That being said, if you don't want to go in that direction I'd say that you can't go wrong if you stay well away from taking any advice that is going to cause your dog pain for barking at a stranger behind your fence. You could look up desensitization and counter-conditioning, emotional response, respondent or classical conditioning and associated basic behavior modification before moving on to something more hands on. I would not be surprised if your hot wire and e-collar invisi-fence system, if I am understanding what you described in your first post, have helped to build this behavior in the first place; that along with your dog's natural response to a visual stimulus he cannot get to.
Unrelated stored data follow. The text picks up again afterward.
//! Service health checking and repair
//!
//! Probes the MySQL daemon on the remote host by cross-checking its PID file
//! against the live process table, and restarts the service unit when the
//! daemon is down. One invocation performs at most one restart attempt.

use crate::error::{Error, Result};
use crate::session::{CommandOutput, CommandRunner};
use serde::Serialize;
use std::fmt;

/// Probe token emitted when the daemon is alive
pub const RUNNING_TOKEN: &str = "Running";

/// Probe token emitted when the daemon is down
pub const NOT_RUNNING_TOKEN: &str = "Not running";

/// Status probe: the PID file must exist and its PID must appear in the
/// process table, otherwise the daemon is considered down.
const PROBE_SCRIPT: &str = r#"
pidfile=/var/run/mysqld/mysqld.pid
if [ -f $pidfile ]; then
    varpid=$(cat $pidfile)
    found=$(ps aux | awk '{print $2}' | grep -w $varpid)
    if [ -z "$found" ]; then
        echo "Not running"
    else
        echo "Running"
    fi
else
    echo "Not running"
fi
"#;

/// Restart command for the service unit. Not idempotent; callers serialize.
const RESTART_COMMAND: &str = "service mysql restart";

/// Running state of the remote daemon
#[derive(Debug, Clone, Copy, PartialEq, Eq, Serialize)]
#[serde(rename_all = "snake_case")]
pub enum ServiceStatus {
    Running,
    NotRunning,
}

impl fmt::Display for ServiceStatus {
    fn fmt(&self, f: &mut fmt::Formatter<'_>) -> fmt::Result {
        match self {
            ServiceStatus::Running => write!(f, "{}", RUNNING_TOKEN),
            ServiceStatus::NotRunning => write!(f, "{}", NOT_RUNNING_TOKEN),
        }
    }
}

/// Net effect of one check-and-repair invocation
#[derive(Debug, Clone, Copy, PartialEq, Eq, Serialize)]
#[serde(rename_all = "snake_case")]
pub enum RestartOutcome {
    /// The daemon was already up; no restart was issued
    AlreadyRunning,
    /// The daemon was down and came back after the restart
    Restarted,
    /// The daemon was down and stayed down after the restart
    RestartFailed,
}

impl fmt::Display for RestartOutcome {
    fn fmt(&self, f: &mut fmt::Formatter<'_>) -> fmt::Result {
        match self {
            RestartOutcome::AlreadyRunning => write!(f, "already running"),
            RestartOutcome::Restarted => write!(f, "restarted successfully"),
            RestartOutcome::RestartFailed => write!(f, "restart failed"),
        }
    }
}

impl RestartOutcome {
    /// Status the daemon was left in, as implied by the outcome
    pub fn final_status(&self) -> ServiceStatus {
        match self {
            RestartOutcome::AlreadyRunning | RestartOutcome::Restarted => ServiceStatus::Running,
            RestartOutcome::RestartFailed => ServiceStatus::NotRunning,
        }
    }
}

/// Run the status probe and parse its output
///
/// Only the two exact trimmed tokens are accepted; anything else is an
/// `UnexpectedOutput` error rather than a silent "not running".
pub fn probe_status<R: CommandRunner>(runner: &mut R) -> Result<ServiceStatus> {
    let output = runner.run(PROBE_SCRIPT)?;
    parse_status(&output.stdout)
}

fn parse_status(raw: &str) -> Result<ServiceStatus> {
    match raw.trim() {
        RUNNING_TOKEN => Ok(ServiceStatus::Running),
        NOT_RUNNING_TOKEN => Ok(ServiceStatus::NotRunning),
        other => Err(Error::UnexpectedOutput {
            output: other.to_string(),
        }),
    }
}

/// Request a restart of the service unit
pub fn restart<R: CommandRunner>(runner: &mut R) -> Result<CommandOutput> {
    runner.run(RESTART_COMMAND)
}

/// Probe, restart if down, re-probe, classify
///
/// No retries: a failed restart is terminal for this invocation and the
/// caller decides whether to try again.
pub fn check_and_repair<R: CommandRunner>(runner: &mut R) -> Result<RestartOutcome> {
    match probe_status(runner)? {
        ServiceStatus::Running => Ok(RestartOutcome::AlreadyRunning),
        ServiceStatus::NotRunning => {
            restart(runner)?;
            match probe_status(runner)? {
                ServiceStatus::Running => Ok(RestartOutcome::Restarted),
                ServiceStatus::NotRunning => Ok(RestartOutcome::RestartFailed),
            }
        }
    }
}

/// Check-and-repair with a guaranteed close of the runner, on success and on
/// every error path alike
pub fn run_once<R: CommandRunner>(runner: &mut R) -> Result<RestartOutcome> {
    let outcome = check_and_repair(runner);
    let closed = runner.close();
    let outcome = outcome?;
    closed?;
    Ok(outcome)
}

/// Single probe with a guaranteed close of the runner
pub fn probe_once<R: CommandRunner>(runner: &mut R) -> Result<ServiceStatus> {
    let status = probe_status(runner);
    let closed = runner.close();
    let status = status?;
    closed?;
    Ok(status)
}

#[cfg(test)]
mod tests {
    use super::*;

    /// Scripted remote host for driving the controller without a network
    struct SimulatedHost {
        running: bool,
        restart_effective: bool,
        probe_error: bool,
        restart_error: bool,
        probe_output: Option<String>,
        probes: usize,
        restarts: usize,
        closes: usize,
    }

    impl SimulatedHost {
        fn new(running: bool) -> Self {
            Self {
                running,
                restart_effective: false,
                probe_error: false,
                restart_error: false,
                probe_output: None,
                probes: 0,
                restarts: 0,
                closes: 0,
            }
        }

        fn with_effective_restart(mut self) -> Self {
            self.restart_effective = true;
            self
        }

        fn with_probe_error(mut self) -> Self {
            self.probe_error = true;
            self
        }

        fn with_restart_error(mut self) -> Self {
            self.restart_error = true;
            self
        }

        fn with_probe_output(mut self, output: &str) -> Self {
            self.probe_output = Some(output.to_string());
            self
        }

        fn ok(stdout: &str) -> CommandOutput {
            CommandOutput {
                stdout: stdout.to_string(),
                stderr: String::new(),
                exit_status: 0,
            }
        }
    }

    impl CommandRunner for SimulatedHost {
        fn run(&mut self, command: &str) -> Result<CommandOutput> {
            if command == RESTART_COMMAND {
                self.restarts += 1;
                if self.restart_error {
                    return Err(Error::RemoteExec {
                        command: command.to_string(),
                        message: "channel broken".to_string(),
                    });
                }
                if self.restart_effective {
                    self.running = true;
                }
                Ok(Self::ok(""))
            } else {
                self.probes += 1;
                if self.probe_error {
                    return Err(Error::RemoteExec {
                        command: "probe".to_string(),
                        message: "channel broken".to_string(),
                    });
                }
                if let Some(output) = &self.probe_output {
                    return Ok(Self::ok(output));
                }
                let token = if self.running {
                    RUNNING_TOKEN
                } else {
                    NOT_RUNNING_TOKEN
                };
                Ok(Self::ok(&format!("{}\n", token)))
            }
        }

        fn close(&mut self) -> Result<()> {
            self.closes += 1;
            Ok(())
        }
    }

    #[test]
    fn test_parse_status_tokens() {
        assert_eq!(parse_status("Running").unwrap(), ServiceStatus::Running);
        assert_eq!(
            parse_status("Not running").unwrap(),
            ServiceStatus::NotRunning
        );
        // Surrounding whitespace is trimmed
        assert_eq!(
            parse_status("  Running\n").unwrap(),
            ServiceStatus::Running
        );
    }

    #[test]
    fn test_parse_status_rejects_anything_else() {
        for garbage in ["", "running", "RUNNING", "mysqld is up", "Not Running"] {
            assert!(
                matches!(
                    parse_status(garbage),
                    Err(Error::UnexpectedOutput { .. })
                ),
                "'{}' must not parse",
                garbage
            );
        }
    }

    #[test]
    fn test_already_running_skips_restart() {
        let mut host = SimulatedHost::new(true);
        let outcome = check_and_repair(&mut host).unwrap();

        assert_eq!(outcome, RestartOutcome::AlreadyRunning);
        assert_eq!(host.probes, 1);
        assert_eq!(host.restarts, 0);
    }

    #[test]
    fn test_down_daemon_restarted() {
        let mut host = SimulatedHost::new(false).with_effective_restart();
        let outcome = check_and_repair(&mut host).unwrap();

        assert_eq!(outcome, RestartOutcome::Restarted);
        assert_eq!(host.probes, 2);
        assert_eq!(host.restarts, 1);
    }

    #[test]
    fn test_ineffective_restart_reported_as_failed() {
        // Restart runs but the daemon stays down
        let mut host = SimulatedHost::new(false);
        let outcome = check_and_repair(&mut host).unwrap();

        assert_eq!(outcome, RestartOutcome::RestartFailed);
        assert_eq!(host.probes, 2);
        assert_eq!(host.restarts, 1);
    }

    #[test]
    fn test_probe_failure_aborts_before_restart() {
        let mut host = SimulatedHost::new(false).with_probe_error();
        let result = check_and_repair(&mut host);

        assert!(matches!(result, Err(Error::RemoteExec { .. })));
        assert_eq!(host.restarts, 0);
    }

    #[test]
    fn test_restart_failure_aborts_invocation() {
        let mut host = SimulatedHost::new(false).with_restart_error();
        let result = check_and_repair(&mut host);

        assert!(matches!(result, Err(Error::RemoteExec { .. })));
        assert_eq!(host.probes, 1);
        assert_eq!(host.restarts, 1);
    }

    #[test]
    fn test_unexpected_output_is_not_coerced() {
        let mut host = SimulatedHost::new(false).with_probe_output("mysqld: unrecognized service\n");
        let result = check_and_repair(&mut host);

        assert!(matches!(result, Err(Error::UnexpectedOutput { .. })));
        assert_eq!(host.restarts, 0);
    }

    #[test]
    fn test_run_once_closes_on_success() {
        let mut host = SimulatedHost::new(true);
        let outcome = run_once(&mut host).unwrap();

        assert_eq!(outcome, RestartOutcome::AlreadyRunning);
        assert_eq!(host.closes, 1);
    }

    #[test]
    fn test_run_once_closes_on_probe_error() {
        let mut host = SimulatedHost::new(false).with_probe_error();
        assert!(run_once(&mut host).is_err());
        assert_eq!(host.closes, 1);
    }

    #[test]
    fn test_run_once_closes_on_restart_error() {
        let mut host = SimulatedHost::new(false).with_restart_error();
        assert!(run_once(&mut host).is_err());
        assert_eq!(host.closes, 1);
    }

    #[test]
    fn test_run_once_closes_on_unexpected_output() {
        let mut host = SimulatedHost::new(false).with_probe_output("garbage");
        assert!(run_once(&mut host).is_err());
        assert_eq!(host.closes, 1);
    }

    #[test]
    fn test_probe_once_closes() {
        let mut host = SimulatedHost::new(true);
        let status = probe_once(&mut host).unwrap();

        assert_eq!(status, ServiceStatus::Running);
        assert_eq!(host.probes, 1);
        assert_eq!(host.closes, 1);
    }

    #[test]
    fn test_outcome_final_status() {
        assert_eq!(
            RestartOutcome::AlreadyRunning.final_status(),
            ServiceStatus::Running
        );
        assert_eq!(
            RestartOutcome::Restarted.final_status(),
            ServiceStatus::Running
        );
        assert_eq!(
            RestartOutcome::RestartFailed.final_status(),
            ServiceStatus::NotRunning
        );
    }

    #[test]
    fn test_status_display_matches_tokens() {
        assert_eq!(ServiceStatus::Running.to_string(), "Running");
        assert_eq!(ServiceStatus::NotRunning.to_string(), "Not running");
    }
}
There are many many factors that can play into this aside from what has already been mentioned as well as untold variation in severity and threshold levels. Fresh eyes can go a long way. 

JMO


----------



## Guest (Apr 10, 2010)

ps. When I say "asking for help here" I do not mean that WDF specifically is a bad place to ask for help, but rather an internet forum in general is not the best source of help for a problem like this.


----------



## Lori Longardino (Apr 4, 2009)

I realize that this will not fix this behavior completely, but how about using fencing that the dog cannot see through? Or weaving plastic weave through the chainlink so it at least cuts down on the visual sight of people and other dogs? 
~ Alex


----------



## ann schnerre (Aug 24, 2006)

i'm not trying to be a smartass chris, but is there a reason the dog's left out in the yard while you're gone/in the house? is there something really valuable he's supposed to be protecting? i feel like i'm missing something here....


----------



## Chris McDonald (May 29, 2008)

No nothing in my yard. Always gotten a lot of stuff stolen from work warehouse and trucks and it gave me an excuse to myself to get a dog that barks. Obviously a dog only always works as a deterrent if he is always there and mine is not always there, he comes home with me. 
Over the past few weeks I have been keeping on him and my greyhound about this and there has been pretty big improvements. Its been pretty much just telling them to cut the shit out, its amazing when you actually do keep on something how quickly you get results. 
After looking at it I decided my greyhound was really compounding things. I don’t think If I only owned either dog alone, the one dog by itself would be barking. But the two together just became douche bags feeding off each other. 
I should have never let it start. Give a dog an inch and it will just keep on going.


----------



## Chris McDonald (May 29, 2008)

Lori Longardino said:


> I realize that this will not fix this behavior completely, but how about using fencing that the dog cannot see through? Or weaving plastic weave through the chainlink so it at least cuts down on the visual sight of people and other dogs?
> ~ Alex


I see what you’re getting at but I would rather fix things for real than hide things


----------



## Chris McDonald (May 29, 2008)

What you might consider is contacting someone with actual credentials in animal behavior modification to help you design a new management system that works with your lifestyle and that will move you toward your goal,

I don’t know if this is for real or a spoof ?


----------